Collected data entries

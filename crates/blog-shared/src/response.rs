//! Error bodies returned by the hosted services.

use serde::{Deserialize, Serialize};

/// Error body of the REST (PostgREST) API.
#[derive(Debug, Clone, Serialize, Deserialize)]
pub struct RestErrorBody {
    pub message: String,
    #[serde(default)]
    pub code: Option<String>,
    #[serde(default)]
    pub details: Option<String>,
    #[serde(default)]
    pub hint: Option<String>,
}

/// Error body of the auth (GoTrue) API. Different versions fill different fields.
#[derive(Debug, Clone, Default, Serialize, Deserialize)]
pub struct AuthErrorBody {
    #[serde(default)]
    pub error: Option<String>,
    #[serde(default)]
    pub error_description: Option<String>,
    #[serde(default)]
    pub msg: Option<String>,
    #[serde(default)]
    pub message: Option<String>,
}

impl AuthErrorBody {
    /// The most descriptive message present.
    pub fn message(&self) -> Option<&str> {
        self.msg
            .as_deref()
            .or(self.error_description.as_deref())
            .or(self.message.as_deref())
            .or(self.error.as_deref())
    }
}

#### DIRECTIONS FOR THIS TASK:
What is asked for is an exact copy of the lines above from the one containing "fill different fields." through the one containing "pub fn message(&self)", and only those.

#### WRITTEN RESPONSE:
/// Error body of the auth (GoTrue) API. Different versions fill different fields.
#[derive(Debug, Clone, Default, Serialize, Deserialize)]
pub struct AuthErrorBody {
    #[serde(default)]
    pub error: Option<String>,
    #[serde(default)]
    pub error_description: Option<String>,
    #[serde(default)]
    pub msg: Option<String>,
    #[serde(default)]
    pub message: Option<String>,
}

impl AuthErrorBody {
    /// The most descriptive message present.
    pub fn message(&self) -> Option<&str> {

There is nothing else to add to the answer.